» **Task instructions**: Please copy each line of the records below that includes the word "WARN".
*** Opening Dataset records ***
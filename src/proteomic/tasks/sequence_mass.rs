use crate::proteomic::models::amino_acids::modification::ModificationProfile;
use crate::proteomic::models::enzyms::EnzymeKind;
use crate::proteomic::models::mass;
use crate::proteomic::tasks::{self, TaskError};
use crate::proteomic::utility::precursor_estimator::{self, BasicResidues, RETAINED_CHARGES};

pub struct SequenceMassArguments {
    sequence: String,
    enzym_kind: EnzymeKind,
    modification_profile: ModificationProfile
}

impl SequenceMassArguments {
    pub fn new(sequence: &str, enzym_kind: EnzymeKind, modification_profile: ModificationProfile) -> Self {
        return Self {
            sequence: sequence.trim().to_owned(),
            enzym_kind: enzym_kind,
            modification_profile: modification_profile
        }
    }

    pub fn get_sequence(&self) -> &str {
        return self.sequence.as_str();
    }

    pub fn get_enzym_kind(&self) -> EnzymeKind {
        return self.enzym_kind;
    }

    pub fn get_modification_profile(&self) -> &ModificationProfile {
        return &self.modification_profile;
    }

    pub fn from_cli_args(cli_args: &clap::ArgMatches) -> Result<Self, TaskError> {
        let sequence = tasks::get_required_argument(cli_args, "SEQUENCE", "sequence")?;
        return Ok(Self::new(sequence, tasks::get_enzym_kind(cli_args)?, tasks::get_modification_profile(cli_args)?));
    }
}

pub struct SequenceMass {
    monoisotopic_mass: f64,
    estimated_charge: usize,
    mz_per_charge: Vec<(u8, f64)>
}

impl SequenceMass {
    pub fn get_monoisotopic_mass(&self) -> f64 {
        return self.monoisotopic_mass;
    }

    pub fn get_estimated_charge(&self) -> usize {
        return self.estimated_charge;
    }

    /// m/z for each retained charge state.
    pub fn get_mz_per_charge(&self) -> &[(u8, f64)] {
        return &self.mz_per_charge;
    }
}

pub fn calculate_sequence_mass(sequence_mass_args: &SequenceMassArguments) -> Result<SequenceMass, TaskError> {
    let monoisotopic_mass = mass::calculate_mono_mass(sequence_mass_args.get_sequence(), sequence_mass_args.get_modification_profile())?;
    let basic_residues = BasicResidues::for_enzyme(sequence_mass_args.get_enzym_kind());
    return Ok(SequenceMass {
        monoisotopic_mass: monoisotopic_mass,
        estimated_charge: precursor_estimator::estimate_charge(sequence_mass_args.get_sequence(), basic_residues),
        mz_per_charge: RETAINED_CHARGES.iter().map(|charge| (*charge, mass::mass_to_mz(monoisotopic_mass, *charge))).collect()
    });
}

pub fn sequence_mass_task(sequence_mass_args: &SequenceMassArguments) -> Result<(), TaskError> {
    let sequence_mass = calculate_sequence_mass(sequence_mass_args)?;
    println!(
        "sequence '{}' ({}) has a mass of {} Da, estimated charge {}",
        sequence_mass_args.get_sequence(),
        sequence_mass_args.get_modification_profile(),
        sequence_mass.get_monoisotopic_mass(),
        sequence_mass.get_estimated_charge()
    );
    for (charge, mz) in sequence_mass.get_mz_per_charge().iter() {
        println!("\t{}+ => {} m/z", charge, mz);
    }
    return Ok(());
}

#[cfg(test)]
mod tests {
    use super::*;
    use crate::proteomic::models::amino_acids::modification::IsotopeLabel;

    #[test]
    fn test_calculate_sequence_mass() {
        let arguments = SequenceMassArguments::new(" PEPTIDEK ", EnzymeKind::Trypsin, ModificationProfile::unmodified());
        let sequence_mass = calculate_sequence_mass(&arguments).unwrap();
        assert_eq!(sequence_mass.get_estimated_charge(), 2);
        assert_eq!(sequence_mass.get_mz_per_charge().len(), 2);
        let (charge, mz) = sequence_mass.get_mz_per_charge()[0];
        assert_eq!(charge, 2);
        assert!((mz - (sequence_mass.get_monoisotopic_mass() + 2.0 * mass::PROTON_MASS) / 2.0).abs() < 1e-9);
    }

    #[test]
    fn test_heavy_acetylation_is_heavier() {
        let light = calculate_sequence_mass(&SequenceMassArguments::new("PEPTIDEK", EnzymeKind::ArgC, ModificationProfile::acetylated(IsotopeLabel::Light))).unwrap();
        let heavy = calculate_sequence_mass(&SequenceMassArguments::new("PEPTIDEK", EnzymeKind::ArgC, ModificationProfile::acetylated(IsotopeLabel::Heavy))).unwrap();
        assert!(heavy.get_monoisotopic_mass() > light.get_monoisotopic_mass());
        assert_eq!(light.get_estimated_charge(), 1);
    }

    #[test]
    fn test_invalid_sequence() {
        let arguments = SequenceMassArguments::new("PEPTIDEX", EnzymeKind::Trypsin, ModificationProfile::unmodified());
        assert!(matches!(calculate_sequence_mass(&arguments), Err(TaskError::InvalidResidue(_))));
    }
}
pub mod amino_acids;
pub mod enzyms;
pub mod mass;
pub mod protein;
pub mod peptide;
pub mod precursor;
pub mod coverage;
#[cfg(test)]
mod tests;
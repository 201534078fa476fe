pub mod rejected_protein_logger;

use tracing_subscriber::filter::LevelFilter;
use tracing_subscriber::fmt;
use tracing_subscriber::prelude::*;

/// Maps the number of `-v` flags to a level, `quiet` wins over verbosity.
pub fn get_level_filter(verbosity: u64, quiet: bool) -> LevelFilter {
    if quiet {
        return LevelFilter::OFF;
    }
    return match verbosity {
        0 => LevelFilter::WARN,
        1 => LevelFilter::INFO,
        2 => LevelFilter::DEBUG,
        _ => LevelFilter::TRACE
    };
}

/// Installs the global subscriber, writing to stderr so the task output on stdout stays clean.
/// Returns false if a subscriber was already set.
pub fn setup_logging(verbosity: u64, quiet: bool) -> bool {
    let stderr_layer = fmt::layer()
        .with_writer(std::io::stderr)
        .with_target(false)
        .compact();
    return tracing_subscriber::registry()
        .with(get_level_filter(verbosity, quiet))
        .with(stderr_layer)
        .try_init()
        .is_ok();
}

#[cfg(test)]
mod tests {
    use super::*;

    #[test]
    fn test_level_filter() {
        assert_eq!(get_level_filter(0, false), LevelFilter::WARN);
        assert_eq!(get_level_filter(1, false), LevelFilter::INFO);
        assert_eq!(get_level_filter(2, false), LevelFilter::DEBUG);
        assert_eq!(get_level_filter(7, false), LevelFilter::TRACE);
        assert_eq!(get_level_filter(3, true), LevelFilter::OFF);
    }

    #[test]
    fn test_setup_only_once() {
        // the first call may already have happened in another test thread
        setup_logging(0, true);
        assert!(!setup_logging(0, true));
    }
}
#[cfg(test)]
mod tests;

use crate::proteomic::models::amino_acids::amino_acid::{AminoAcid, InvalidResidueError};
use crate::proteomic::models::amino_acids::modification::ModificationProfile;

pub const PROTON_MASS: f64 = 1.007276466;
// H2O, a peptide keeps one water for its free termini
pub const WATER_MONO_MASS: f64 = 18.0105646863;
pub const HYDROGEN_MONO_MASS: f64 = 1.00782503207;
pub const DEUTERIUM_MONO_MASS: f64 = 2.0141017778;

/// Monoisotopic mass in Dalton: residue masses, water for the free termini and every
/// modification delta of the profile. Nothing is rounded here.
pub fn calculate_mono_mass(sequence: &str, profile: &ModificationProfile) -> Result<f64, InvalidResidueError> {
    let mut mass: f64 = WATER_MONO_MASS;
    for (position, one_letter_code) in sequence.chars().enumerate() {
        let amino_acid = match AminoAcid::get(one_letter_code) {
            Some(amino_acid) => amino_acid,
            None => return Err(InvalidResidueError::new(one_letter_code, position))
        };
        mass += amino_acid.get_mono_mass() + profile.get_mass_delta(one_letter_code);
    }
    return Ok(mass);
}

pub fn mass_to_mz(mass: f64, charge: u8) -> f64 {
    return (mass + charge as f64 * PROTON_MASS) / charge as f64;
}

pub fn mz_to_mass(mz: f64, charge: u8) -> f64 {
    return mz * charge as f64 - PROTON_MASS * charge as f64;
}
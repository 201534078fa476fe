pub mod proteomic;
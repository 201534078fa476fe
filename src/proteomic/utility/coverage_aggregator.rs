use crate::proteomic::models::coverage::{CoverageBucket, MzWindow, WindowError};

/// Fraction of all m/z values strictly inside each window. Windows may overlap,
/// the buckets keep the order of the windows.
pub fn aggregate(mz_values: &[f64], windows: &[MzWindow]) -> Result<Vec<CoverageBucket>, WindowError> {
    return windows.iter()
        .map(|window| {
            let number_of_observations = mz_values.iter().filter(|mz| window.contains(**mz)).count();
            CoverageBucket::new(*window, number_of_observations, mz_values.len())
        })
        .collect();
}

#[cfg(test)]
mod tests {
    use super::*;

    fn windows(bounds: &[(f64, f64)]) -> Vec<MzWindow> {
        return bounds.iter().map(|(start_mz, stop_mz)| MzWindow::new(*start_mz, *stop_mz).unwrap()).collect();
    }

    #[test]
    fn test_fraction() {
        let buckets = aggregate(&[150.0, 300.0, 500.0, 900.0], &windows(&[(200.0, 800.0)])).unwrap();
        assert_eq!(buckets.len(), 1);
        assert_eq!(buckets[0].get_number_of_observations(), 2);
        assert_eq!(buckets[0].get_total_number_of_observations(), 4);
        assert_eq!(buckets[0].get_fraction(), 0.5);
    }

    #[test]
    fn test_overlapping_windows_keep_order() {
        let buckets = aggregate(&[410.0, 420.0, 430.0, 445.0], &windows(&[(425.0, 450.0), (400.0, 425.0), (415.0, 440.0)])).unwrap();
        let fractions: Vec<f64> = buckets.iter().map(|bucket| bucket.get_fraction()).collect();
        assert_eq!(fractions, vec![0.5, 0.5, 0.5]);
        assert_eq!(buckets[0].get_start_mz(), 425.0);
        assert_eq!(buckets[2].get_stop_mz(), 440.0);
    }

    #[test]
    fn test_bounds_are_exclusive() {
        let buckets = aggregate(&[200.0, 800.0], &windows(&[(200.0, 800.0)])).unwrap();
        assert_eq!(buckets[0].get_number_of_observations(), 0);
    }

    #[test]
    fn test_no_observations() {
        let buckets = aggregate(&[], &windows(&[(200.0, 800.0)])).unwrap();
        assert_eq!(buckets[0].get_total_number_of_observations(), 0);
        assert_eq!(buckets[0].get_fraction(), 0.0);
        assert!(aggregate(&[500.0], &[]).unwrap().is_empty());
    }
}
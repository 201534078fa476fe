use crate::proteomic::models::amino_acids::modification::ModificationProfile;
use crate::proteomic::models::mass::PROTON_MASS;
use crate::proteomic::models::peptide::Peptide;
use crate::proteomic::models::precursor::{PrecursorObservation, RETAINED_CHARGES};

#[test]
fn test_mz_is_derived_from_mass_and_charge() {
    for charge in RETAINED_CHARGES.iter() {
        let observation = PrecursorObservation::new(Peptide::new("LNPIITR", "P1", 0), ModificationProfile::unmodified(), 1000.0, *charge).unwrap();
        let expected = (1000.0 + *charge as f64 * PROTON_MASS) / *charge as f64;
        assert!((observation.get_mz() - expected).abs() < 1e-9);
        assert_eq!(observation.get_charge(), *charge);
        assert_eq!(observation.get_monoisotopic_mass(), 1000.0);
        assert_eq!(observation.get_peptide().get_sequence(), "LNPIITR");
        assert!(observation.get_modification_profile().is_unmodified());
    }
}

#[test]
fn test_only_retained_charges_are_accepted() {
    for charge in [0u8, 1u8, 4u8, 7u8].iter() {
        let result = PrecursorObservation::new(Peptide::new("LNPIITR", "P1", 0), ModificationProfile::unmodified(), 1000.0, *charge);
        match result {
            Err(err) => assert_eq!(err.get_charge(), *charge),
            Ok(observation) => panic!("charge {} accepted, mz {}", charge, observation.get_mz())
        }
    }
}
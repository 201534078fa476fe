use thiserror::Error;

use crate::proteomic::models::amino_acids::modification::ModificationProfile;
use crate::proteomic::models::mass;
use crate::proteomic::models::peptide::Peptide;

/// Only these charge states are used downstream, everything else is dropped.
pub const RETAINED_CHARGES: [u8; 2] = [2, 3];

#[derive(Debug, Clone, PartialEq, Error)]
#[error("charge {charge} of {sequence} is not a retained charge state (2 or 3)")]
pub struct InvalidChargeError {
    sequence: String,
    charge: u8
}

impl InvalidChargeError {
    pub fn get_charge(&self) -> u8 {
        return self.charge;
    }
}

pub fn is_retained_charge(charge: usize) -> bool {
    return RETAINED_CHARGES.iter().any(|retained_charge| *retained_charge as usize == charge);
}

/// A peptide ion as it would be picked for fragmentation.
/// `mz` is always derived from mass and charge, never set on its own.
#[derive(Debug, Clone, PartialEq)]
pub struct PrecursorObservation {
    peptide: Peptide,
    modification_profile: ModificationProfile,
    monoisotopic_mass: f64,
    charge: u8,
    mz: f64
}

impl PrecursorObservation {
    pub fn new(peptide: Peptide, modification_profile: ModificationProfile, monoisotopic_mass: f64, charge: u8) -> Result<Self, InvalidChargeError> {
        if !is_retained_charge(charge as usize) {
            return Err(InvalidChargeError { sequence: peptide.get_sequence().to_owned(), charge: charge });
        }
        return Ok(Self {
            peptide: peptide,
            modification_profile: modification_profile,
            monoisotopic_mass: monoisotopic_mass,
            charge: charge,
            mz: mass::mass_to_mz(monoisotopic_mass, charge)
        });
    }

    pub fn get_peptide(&self) -> &Peptide {
        return &self.peptide;
    }

    pub fn get_modification_profile(&self) -> &ModificationProfile {
        return &self.modification_profile;
    }

    pub fn get_monoisotopic_mass(&self) -> f64 {
        return self.monoisotopic_mass;
    }

    pub fn get_charge(&self) -> u8 {
        return self.charge;
    }

    pub fn get_mz(&self) -> f64 {
        return self.mz;
    }
}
*** Closing Dataset records ***
» **Response**:
        0 => LevelFilter::WARN,
        assert_eq!(get_level_filter(0, false), LevelFilter::WARN);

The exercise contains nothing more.